(Source records)

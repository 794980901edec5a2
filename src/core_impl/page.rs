use super::*;

/// Flushes a rich-text editor's pending content into its backing field
/// before the form is serialized.
pub trait RichTextEditor {
    fn trigger_save(&mut self, dom: &mut Dom) -> Result<()>;
}

/// Handle to a running scroll-to-top animation.
#[derive(Debug, Clone, Copy, PartialEq, Eq, Hash, PartialOrd, Ord)]
pub struct ScrollHandle(u64);

/// A page with ajax form behaviors attached.
///
/// `Page` owns the document, the per-form registrations, the request queue
/// and a virtual clock. Nothing runs on its own: requests complete when the
/// caller settles them and timers fire when the clock is advanced.
///
/// Behaviors are attached to the whole document on load, the way a host
/// page runs its ready handler.
///
/// ```
/// use ajax_form::{Page, SubmitOutcome};
///
/// # fn main() -> ajax_form::Result<()> {
/// let mut page = Page::from_html(
///     r#"<form class="ajax-form" action="/save">
///          <input name="title" value="Hi">
///          <input type="submit" id="edit-submit" name="op" value="Save">
///        </form>"#,
/// )?;
/// page.set_response_mock("/save", r#"{"status":true}"#);
///
/// assert!(matches!(page.submit("form")?, SubmitOutcome::Sent(_)));
/// page.settle_requests()?;
/// page.assert_text(".messages.status li", "Submission Complete")?;
/// # Ok(())
/// # }
/// ```
pub struct Page {
    pub(crate) dom: Dom,
    pub(crate) config: AjaxConfig,
    pub(crate) registry: FormRegistry,
    pub(crate) scheduler: SchedulerState,
    pub(crate) scroll: ScrollState,
    pub(crate) requests: RequestQueue,
    pub(crate) mock_transport: MockTransport,
    pub(crate) transport: Option<Box<dyn Transport>>,
    pub(crate) translator: Box<dyn Translator>,
    pub(crate) editor: Option<Box<dyn RichTextEditor>>,
    pub(crate) trace: TraceState,
    pub(crate) url: String,
    pub(crate) navigations: Vec<Navigation>,
}

impl fmt::Debug for Page {
    fn fmt(&self, f: &mut fmt::Formatter<'_>) -> fmt::Result {
        f.debug_struct("Page")
            .field("url", &self.url)
            .field("forms", &self.registry.forms.len())
            .field("pending_requests", &self.requests.pending.len())
            .field("now_ms", &self.scheduler.now_ms)
            .finish_non_exhaustive()
    }
}

include!("page_modules/lifecycle_and_mocks.rs");
include!("page_modules/interceptor.rs");
include!("page_modules/submission_cycle.rs");
include!("page_modules/response_dispatch.rs");
include!("page_modules/auto_scroll.rs");
include!("page_modules/timer_controls.rs");
include!("page_modules/assertions.rs");
include!("page_modules/trace.rs");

(End Source records)

> **Task brief**:
If a line in the records above contains the word "Option", copy it.

> **Exercise solution**:
    pub(crate) transport: Option<Box<dyn Transport>>,
    pub(crate) editor: Option<Box<dyn RichTextEditor>>,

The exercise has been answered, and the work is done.